Dear Friends and Colleagues,

Welcome to the July issue of the True Livelihood Newsletter!  Some of my longtime subscribers may have noticed that I have ceased to be militant with myself about sending a new issue every month.  The truth is that after seven years of publishing this newsletter on a monthly basis, I am now more inclined to take the time pressure off and call it a “periodic newsletter”.  With our commitment to keeping this newsletter free and accessible to as many people as possible, the writing of these articles has sometimes had to take a back seat to my day job - my work as a trainer.  Such was the reality this spring.  I realize now that writing an article every other month may be more suitable for my schedule, but I want to remain open to the possibility of writing more frequently when the spirit moves me, thus – welcome to my periodic newsletter! 

This issue is “In Reflection” to the April/May issue on Employment Barriers.  Having received numerous wonderful questions from readers, I chose four to respond to in this issue which I think may hold the greatest appeal to the general readership.  Enjoy! 
 

Eight Questions to Uncover Barriers in Our Thinking

Dear Denise, I remember once in a workshop on “30 Ways to Shine” you talked about helping people get past “barriers in their thinking”.  Do you have a listing of those barriers or suggestions on how to help people get past the limitations that they have created in their own minds?  Thanks for your article on barriers – I plan to make it required reading for anyone who works at our agency!
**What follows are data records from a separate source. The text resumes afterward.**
//! Document and query types.
//!
//! This module defines the values exchanged with the service.
//! The operations themselves live on the client in `docdb-rest`.

#[allow(clippy::module_inception)]
mod document;
mod query;

pub use document::{Document, ID_FIELD, RID_FIELD};
pub use query::{QueryParameters, QueryResult, validate_query};
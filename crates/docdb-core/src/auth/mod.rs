//! Request authorization.
//!
//! Every request carries an `authorization` header derived from the account
//! master key, the request verb, the addressed resource, and the request date.
//! The [`Signer`] produces that header; it performs no network I/O.

mod master_key;
mod signer;

pub use master_key::MasterKey;
pub use signer::{AuthorizationToken, RequestDate, Signer};
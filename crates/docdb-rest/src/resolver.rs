//! Database and collection resolution.
//!
//! A logical name is turned into a server resource id by querying the parent
//! scope for it and creating it when absent. Each id is resolved at most once
//! per client; concurrent callers share a single in-flight attempt.

use std::future::Future;
use std::sync::atomic::{AtomicBool, Ordering};

use tokio::sync::OnceCell;
use tracing::{debug, info, instrument, warn};

use docdb_core::error::{InvalidInputError, ProtocolError};
use docdb_core::{
    ContinuationToken, Document, Error, QueryParameters, ResourceId, ResourceName, ResourceType,
    Result, Transport, Verb,
};

use crate::rest::client::{RestClient, Target};
use crate::rest::wire::CreateResourceRequest;

/// Lifecycle of a resolved resource id.
#[derive(Debug, Clone, Copy, PartialEq, Eq)]
pub enum ResolutionState {
    /// No attempt has succeeded yet.
    Unresolved,
    /// An attempt is in flight.
    Resolving,
    /// The id is known and will not change.
    Resolved,
}

/// A write-once resource id with single-flight initialization.
#[derive(Debug, Default)]
pub(crate) struct ResourceCell {
    id: OnceCell<ResourceId>,
    resolving: AtomicBool,
}

impl ResourceCell {
    pub fn new() -> Self {
        Self::default()
    }

    pub fn get(&self) -> Option<&ResourceId> {
        self.id.get()
    }

    pub fn state(&self) -> ResolutionState {
        if self.id.initialized() {
            ResolutionState::Resolved
        } else if self.resolving.load(Ordering::Acquire) {
            ResolutionState::Resolving
        } else {
            ResolutionState::Unresolved
        }
    }

    /// Return the id, running `resolve` if no attempt has succeeded yet.
    ///
    /// Only one `resolve` runs at a time; other callers wait for it. A failed
    /// attempt leaves the cell unresolved.
    pub async fn get_or_resolve<F, Fut>(&self, resolve: F) -> Result<ResourceId>
    where
        F: FnOnce() -> Fut,
        Fut: Future<Output = Result<ResourceId>>,
    {
        self.id
            .get_or_try_init(move || async move {
                let _guard = ResolvingGuard::enter(&self.resolving);
                resolve().await
            })
            .await
            .cloned()
    }
}

/// Clears the in-flight flag even if the attempt is cancelled.
struct ResolvingGuard<'a>(&'a AtomicBool);

impl<'a> ResolvingGuard<'a> {
    fn enter(flag: &'a AtomicBool) -> Self {
        flag.store(true, Ordering::Release);
        Self(flag)
    }
}

impl Drop for ResolvingGuard<'_> {
    fn drop(&mut self) {
        self.0.store(false, Ordering::Release);
    }
}

/// Find `name` under `parent`, creating it when absent.
///
/// `kind` is the child container type: databases live under the account root
/// (empty `parent`), collections under a database id.
#[instrument(skip_all, fields(kind = kind.as_str(), %name, %parent))]
pub(crate) async fn resolve_or_create<T: Transport>(
    rest: &RestClient<T>,
    kind: ResourceType,
    parent: &ResourceId,
    name: &ResourceName,
) -> Result<ResourceId> {
    if let Some(rid) = find(rest, kind, parent, name).await? {
        info!(%rid, "Found existing {}", kind);
        return Ok(rid);
    }

    debug!("No existing {} named '{}', creating", kind, name);

    match create(rest, kind, parent, name).await {
        Ok(rid) => {
            info!(%rid, "Created {}", kind);
            Ok(rid)
        }
        Err(Error::Protocol(err)) if err.is_conflict() => {
            // Someone else created it between our query and create.
            warn!("{} '{}' already exists, looking it up again", kind, name);
            match find(rest, kind, parent, name).await? {
                Some(rid) => {
                    info!(%rid, "Found concurrently created {}", kind);
                    Ok(rid)
                }
                None => Err(Error::Protocol(err)),
            }
        }
        Err(err) => Err(err),
    }
}

fn container_target<T: Transport>(
    rest: &RestClient<T>,
    kind: ResourceType,
    parent: &ResourceId,
) -> Result<Target> {
    let url = match kind {
        ResourceType::Databases => rest.endpoint().databases_url(),
        ResourceType::Collections => rest.endpoint().collections_url(parent),
        ResourceType::Documents => {
            return Err(InvalidInputError::Other {
                message: "documents are not resolved by name".to_string(),
            }
            .into());
        }
    };
    Ok(Target::new(Verb::Post, kind, parent.clone(), url))
}

async fn find<T: Transport>(
    rest: &RestClient<T>,
    kind: ResourceType,
    parent: &ResourceId,
    name: &ResourceName,
) -> Result<Option<ResourceId>> {
    let target = container_target(rest, kind, parent)?;
    let query = format!("SELECT * FROM {} c WHERE c.id = @id", kind.as_str());
    let parameters = QueryParameters::new().with("@id", name.as_str())?;

    let mut continuation: Option<ContinuationToken> = None;
    loop {
        let page = rest
            .query(
                &target,
                kind.result_field(),
                &query,
                &parameters,
                None,
                continuation.as_ref(),
            )
            .await?;

        let found = page
            .documents
            .iter()
            .filter(|doc| doc.id() == Some(name.as_str()))
            .find_map(Document::resource_id);
        if found.is_some() {
            return Ok(found);
        }

        match page.continuation {
            Some(next) => continuation = Some(next),
            None => return Ok(None),
        }
    }
}

async fn create<T: Transport>(
    rest: &RestClient<T>,
    kind: ResourceType,
    parent: &ResourceId,
    name: &ResourceName,
) -> Result<ResourceId> {
    let target = container_target(rest, kind, parent)?;
    let created: Document = rest
        .send_json(&target, &CreateResourceRequest { id: name.as_str() })
        .await?;

    created.resource_id().ok_or_else(|| {
        ProtocolError::invalid_response(
            format!("created {} has no _rid", kind),
            target.context(),
        )
        .into()
    })
}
Director of Employment Services, Miami, Florida

I touch briefly on the issue of “barriers in our thinking” in 30 Ways to Shine, but I am happy to reprint an excerpt from a previous newsletter dealing with the same issue.  Rather than providing a list of those barriers, I pose eight questions that help us discern where we are placing our focus, how we are using our attention, and how we can more effectively employ a more creative, expansive and positive perspective when we are faced with a challenging situation.  I think questions like these can be very useful in harnessing “our best thinking” when our thoughts would otherwise weave a web of worry, concern, self-doubt, and/or fear.  You may notice that I pose them in the first person, as they are meant to serve more as catalysts for self-reflection than as queries requiring a direct answer.   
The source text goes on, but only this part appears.